▶ [Work task] Going line by line through the entries below, count those that contain "message". Give the number by itself.

▶ [Records to use]

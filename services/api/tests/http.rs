//! End-to-end tests of the HTTP surface, driving the router in-process.

use api_lib::{
    adapters::{
        FileExtractor, OllamaClient, OllamaTextAdapter, OllamaVisionAdapter,
        TesseractOcrAdapter,
    },
    config::Config,
    web::{router, state::AppState},
};
use axum::{
    body::{to_bytes, Body},
    http::{Method, Request, StatusCode},
    Router,
};
use insighthub_core::{Assistant, SessionStore};
use serde_json::Value;
use std::io::{Cursor, Write};
use std::sync::Arc;
use std::time::Duration;
use tower::ServiceExt;

const BOUNDARY: &str = "insighthub-test-boundary";

enum Part<'a> {
    Text(&'a str, &'a str),
    File(&'a str, &'a str, &'a [u8]),
}

fn multipart_body(parts: &[Part<'_>]) -> Vec<u8> {
    let mut body = Vec::new();
    for part in parts {
        body.extend_from_slice(format!("--{BOUNDARY}\r\n").as_bytes());
        match part {
            Part::Text(name, value) => {
                body.extend_from_slice(
                    format!("Content-Disposition: form-data; name=\"{name}\"\r\n\r\n{value}\r\n")
                        .as_bytes(),
                );
            }
            Part::File(name, filename, content) => {
                body.extend_from_slice(
                    format!(
                        "Content-Disposition: form-data; name=\"{name}\"; filename=\"{filename}\"\r\n\
                         Content-Type: application/octet-stream\r\n\r\n"
                    )
                    .as_bytes(),
                );
                body.extend_from_slice(content);
                body.extend_from_slice(b"\r\n");
            }
        }
    }
    body.extend_from_slice(format!("--{BOUNDARY}--\r\n").as_bytes());
    body
}

fn docx_with(paragraphs: &[&str]) -> Vec<u8> {
    let runs: String = paragraphs
        .iter()
        .map(|p| format!("<w:p><w:r><w:t>{p}</w:t></w:r></w:p>"))
        .collect();
    let xml = format!(
        r#"<?xml version="1.0" encoding="UTF-8"?><w:document xmlns:w="http://schemas.openxmlformats.org/wordprocessingml/2006/main"><w:body>{runs}</w:body></w:document>"#
    );
    let mut cursor = Cursor::new(Vec::new());
    {
        let mut writer = zip::ZipWriter::new(&mut cursor);
        writer
            .start_file("word/document.xml", zip::write::FileOptions::default())
            .unwrap();
        writer.write_all(xml.as_bytes()).unwrap();
        writer.finish().unwrap();
    }
    cursor.into_inner()
}

fn app(model_url: Option<String>) -> Router {
    let config = Arc::new(Config::default());
    let ollama =
        OllamaClient::new(model_url, "tutor-model".to_string(), Duration::from_secs(5)).unwrap();
    let assistant = Assistant::new(
        Arc::new(SessionStore::new(config.session_ttl_secs)),
        Arc::new(FileExtractor::new(config.docx_chunk_chars)),
        Arc::new(TesseractOcrAdapter::new(
            "insighthub-test-missing-tesseract".to_string(),
            config.ocr_timeout,
        )),
        Arc::new(OllamaTextAdapter::new(ollama.clone())),
        Arc::new(OllamaVisionAdapter::new(ollama)),
    );
    router(Arc::new(AppState {
        assistant: Arc::new(assistant),
        config,
    }))
}

async fn send(app: &Router, request: Request<Body>) -> (StatusCode, Vec<u8>) {
    let response = app.clone().oneshot(request).await.unwrap();
    let status = response.status();
    let bytes = to_bytes(response.into_body(), usize::MAX).await.unwrap();
    (status, bytes.to_vec())
}

async fn send_json(app: &Router, request: Request<Body>) -> (StatusCode, Value) {
    let (status, bytes) = send(app, request).await;
    (status, serde_json::from_slice(&bytes).unwrap())
}

fn get(uri: &str) -> Request<Body> {
    Request::builder().uri(uri).body(Body::empty()).unwrap()
}

fn form(method: Method, uri: &str, parts: &[Part<'_>]) -> Request<Body> {
    Request::builder()
        .method(method)
        .uri(uri)
        .header(
            "content-type",
            format!("multipart/form-data; boundary={BOUNDARY}"),
        )
        .body(Body::from(multipart_body(parts)))
        .unwrap()
}

async fn upload(app: &Router, session_id: &str, filename: &str, content: &[u8]) -> (StatusCode, Vec<u8>) {
    send(
        app,
        form(
            Method::POST,
            &format!("/vision/session/{session_id}/documents"),
            &[Part::File("files", filename, content)],
        ),
    )
    .await
}

#[tokio::test]
async fn root_and_health_respond() {
    let app = app(None);
    let (status, body) = send_json(&app, get("/health")).await;
    assert_eq!(status, StatusCode::OK);
    assert_eq!(body["status"], "ok");

    let (status, body) = send_json(&app, get("/")).await;
    assert_eq!(status, StatusCode::OK);
    assert_eq!(body["message"], "InsightHub-AI backend is running");

    let (status, body) = send_json(&app, get("/vision/test")).await;
    assert_eq!(status, StatusCode::OK);
    assert_eq!(body["status"], "ok");
}

#[tokio::test]
async fn upload_list_and_delete_a_session() {
    let app = app(None);
    let (status, body) = upload(&app, "s1", "diagram.png", &[0x89, b'P', b'N', b'G']).await;
    assert_eq!(status, StatusCode::OK);
    let body: Value = serde_json::from_slice(&body).unwrap();
    assert_eq!(body["session_id"], "s1");
    assert_eq!(body["documents"][0]["doc_id"], "s1:diagram.png");
    assert_eq!(body["documents"][0]["doc_type"], "image");
    assert_eq!(body["documents"][0]["page_count"], 1);

    let (status, body) = send_json(&app, get("/vision/session/s1/documents")).await;
    assert_eq!(status, StatusCode::OK);
    assert_eq!(body["documents"].as_array().unwrap().len(), 1);

    let (status, body) = send_json(&app, get("/modes/session/s1/status")).await;
    assert_eq!(status, StatusCode::OK);
    assert_eq!(body["session_exists"], true);
    assert_eq!(body["document_count"], 1);

    let delete = Request::builder()
        .method(Method::DELETE)
        .uri("/vision/session/s1")
        .body(Body::empty())
        .unwrap();
    let (status, body) = send_json(&app, delete).await;
    assert_eq!(status, StatusCode::OK);
    assert_eq!(body["deleted"], true);

    let (_, body) = send_json(&app, get("/modes/session/s1/status")).await;
    assert_eq!(body["session_exists"], false);
    assert_eq!(body["message"], "No session found with this ID");
}

#[tokio::test]
async fn unsupported_and_missing_uploads_are_bad_requests() {
    let app = app(None);
    let (status, body) = upload(&app, "s1", "notes.txt", b"plain text").await;
    assert_eq!(status, StatusCode::BAD_REQUEST);
    assert_eq!(String::from_utf8(body).unwrap(), "Unsupported file type: .txt");

    let (status, _) = send(
        &app,
        form(Method::POST, "/vision/session/s1/documents", &[Part::Text("note", "x")]),
    )
    .await;
    assert_eq!(status, StatusCode::BAD_REQUEST);
}

#[tokio::test]
async fn asking_without_documents_is_a_bad_request() {
    let app = app(None);
    let (status, _) = send(
        &app,
        form(
            Method::POST,
            "/modes/ask",
            &[Part::Text("session_id", "empty"), Part::Text("question", "what?")],
        ),
    )
    .await;
    assert_eq!(status, StatusCode::BAD_REQUEST);

    let (status, body) = send(
        &app,
        form(Method::POST, "/modes/ask", &[Part::Text("session_id", "empty")]),
    )
    .await;
    assert_eq!(status, StatusCode::BAD_REQUEST);
    assert_eq!(String::from_utf8(body).unwrap(), "Missing question");
}

#[tokio::test]
async fn question_falls_back_to_snippets_without_a_model() {
    let app = app(None);
    let docx = docx_with(&["Mitochondria produce energy for the cell."]);
    let (status, _) = upload(&app, "bio", "cells.docx", &docx).await;
    assert_eq!(status, StatusCode::OK);

    let (status, body) = send_json(
        &app,
        form(
            Method::POST,
            "/modes/ask",
            &[
                Part::Text("session_id", "bio"),
                Part::Text("question", "what do mitochondria produce"),
            ],
        ),
    )
    .await;
    assert_eq!(status, StatusCode::OK);
    assert_eq!(body["source"], "snippets-fallback");
    assert_eq!(body["hits"][0]["doc_id"], "bio:cells.docx");
    assert!(body["answer"]
        .as_str()
        .unwrap()
        .starts_with("LLM unavailable; showing top snippets instead.\n[cells.docx p1]\n• Mitochondria produce energy for the cell"));
    assert!(body["error"].is_string());
}

#[tokio::test]
async fn question_is_answered_by_the_model_when_reachable() {
    let mut server = mockito::Server::new_async().await;
    let mock = server
        .mock("POST", "/api/generate")
        .with_status(200)
        .with_body(r#"{"response": "They produce ATP."}"#)
        .create_async()
        .await;
    let app = app(Some(format!("{}/api/generate", server.url())));
    let docx = docx_with(&["Mitochondria produce energy for the cell."]);
    upload(&app, "bio", "cells.docx", &docx).await;

    let (status, body) = send_json(
        &app,
        form(
            Method::POST,
            "/modes/ask",
            &[
                Part::Text("session_id", "bio"),
                Part::Text("question", "what do mitochondria produce"),
                Part::Text("mode", "student"),
            ],
        ),
    )
    .await;
    assert_eq!(status, StatusCode::OK);
    assert_eq!(body["answer"], "They produce ATP.");
    assert_eq!(body["source"], "documents");
    assert_eq!(body["mode"], "student");
    assert!(body.get("error").is_none());
    mock.assert_async().await;
}

#[tokio::test]
async fn chat_mode_summarizes_each_document() {
    let app = app(None);
    upload(&app, "s2", "blank.png", &[1, 2, 3]).await;
    let docx = docx_with(&["Cells divide. Energy flows! Why does it matter?"]);
    upload(&app, "s2", "cells.docx", &docx).await;

    let (status, body) = send_json(
        &app,
        form(
            Method::POST,
            "/modes/chat-mode",
            &[Part::Text("session_id", "s2"), Part::Text("max_items", "2")],
        ),
    )
    .await;
    assert_eq!(status, StatusCode::OK);
    let summaries = body["summaries"].as_array().unwrap();
    assert_eq!(summaries.len(), 2);
    let image = summaries
        .iter()
        .find(|s| s["doc_id"] == "s2:blank.png")
        .unwrap();
    assert_eq!(image["bullets"][0], "• no content available");
    let docx = summaries
        .iter()
        .find(|s| s["doc_id"] == "s2:cells.docx")
        .unwrap();
    assert_eq!(docx["bullets"].as_array().unwrap().len(), 2);

    let (status, _) = send(
        &app,
        form(
            Method::POST,
            "/modes/chat-mode",
            &[Part::Text("session_id", "s2"), Part::Text("max_items", "lots")],
        ),
    )
    .await;
    assert_eq!(status, StatusCode::BAD_REQUEST);
}

#[tokio::test]
async fn process_mode_rejects_unknown_modes_and_falls_back_without_a_model() {
    let app = app(None);
    let docx = docx_with(&["Photosynthesis turns light into sugar."]);
    upload(&app, "s3", "plants.docx", &docx).await;

    let (status, body) = send(
        &app,
        form(
            Method::POST,
            "/modes/process-mode",
            &[Part::Text("mode", "wizard"), Part::Text("session_id", "s3")],
        ),
    )
    .await;
    assert_eq!(status, StatusCode::BAD_REQUEST);
    assert_eq!(String::from_utf8(body).unwrap(), "Unsupported mode");

    let (status, body) = send_json(
        &app,
        form(
            Method::POST,
            "/modes/process-mode",
            &[Part::Text("mode", " Exam "), Part::Text("session_id", "s3")],
        ),
    )
    .await;
    assert_eq!(status, StatusCode::OK);
    assert_eq!(body["mode"], "exam");
    let result = &body["results"][0];
    assert_eq!(result["filename"], "plants.docx");
    assert_eq!(result["pages"][0]["text"], "Photosynthesis turns light into sugar.");
    assert_eq!(result["mode_explanation"]["source"], "fallback");
    assert_eq!(result["mode_explanation"]["model_id"], "tutor-model");
}

#[tokio::test]
async fn vision_mode_explains_uploaded_files_without_storing_them() {
    let app = app(None);
    let docx = docx_with(&["Rivers erode valleys over time."]);

    let (status, body) = send(
        &app,
        form(
            Method::POST,
            "/modes/process-mode-with-vision",
            &[
                Part::Text("mode", "wizard"),
                Part::Text("session_id", "geo"),
                Part::File("files", "rivers.docx", &docx),
            ],
        ),
    )
    .await;
    assert_eq!(status, StatusCode::BAD_REQUEST);
    assert_eq!(String::from_utf8(body).unwrap(), "Unsupported mode");

    let (status, body) = send(
        &app,
        form(
            Method::POST,
            "/modes/process-mode-with-vision",
            &[Part::Text("mode", "exam"), Part::Text("session_id", "geo")],
        ),
    )
    .await;
    assert_eq!(status, StatusCode::BAD_REQUEST);
    assert_eq!(String::from_utf8(body).unwrap(), "No files provided");

    let (status, body) = send_json(
        &app,
        form(
            Method::POST,
            "/modes/process-mode-with-vision",
            &[
                Part::Text("mode", "exam"),
                Part::Text("session_id", "geo"),
                Part::File("files", "rivers.docx", &docx),
            ],
        ),
    )
    .await;
    assert_eq!(status, StatusCode::OK);
    assert_eq!(body["mode"], "exam");
    assert_eq!(body["session_id"], "geo");
    let result = &body["results"][0];
    assert_eq!(result["filename"], "rivers.docx");
    assert_eq!(result["pages"][0]["text"], "Rivers erode valleys over time.");
    assert_eq!(result["mode_explanation"]["source"], "fallback");
    assert_eq!(result["has_images"], false);
    assert_eq!(result["vision_analyses"], serde_json::json!([]));

    let (_, body) = send_json(&app, get("/modes/session/geo/status")).await;
    assert_eq!(body["session_exists"], false);
}

#[tokio::test]
async fn screenshot_question_degrades_when_ocr_and_model_are_down() {
    let app = app(None);
    let docx = docx_with(&["Mitochondria produce energy for the cell."]);
    upload(&app, "s4", "cells.docx", &docx).await;

    let (status, body) = send_json(
        &app,
        form(
            Method::POST,
            "/vision/session/s4/ask",
            &[
                Part::Text("query", "explain this"),
                Part::Text("selected_doc_ids", "s4:cells.docx"),
                Part::File("image", "shot.png", &[1, 2, 3]),
            ],
        ),
    )
    .await;
    assert_eq!(status, StatusCode::OK);
    assert_eq!(body["source"], "fallback");
    assert_eq!(body["matched_pages"].as_array().unwrap().len(), 0);
    assert_eq!(body["selected_doc_ids"][0], "s4:cells.docx");

    let (status, body) = send(
        &app,
        form(
            Method::POST,
            "/vision/session/s4/ask",
            &[
                Part::Text("query", "explain this"),
                Part::Text("selected_doc_ids", "s4:missing.pdf"),
                Part::File("image", "shot.png", &[1, 2, 3]),
            ],
        ),
    )
    .await;
    assert_eq!(status, StatusCode::BAD_REQUEST);
    assert!(!body.is_empty());
}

▶ [Exercise output] 2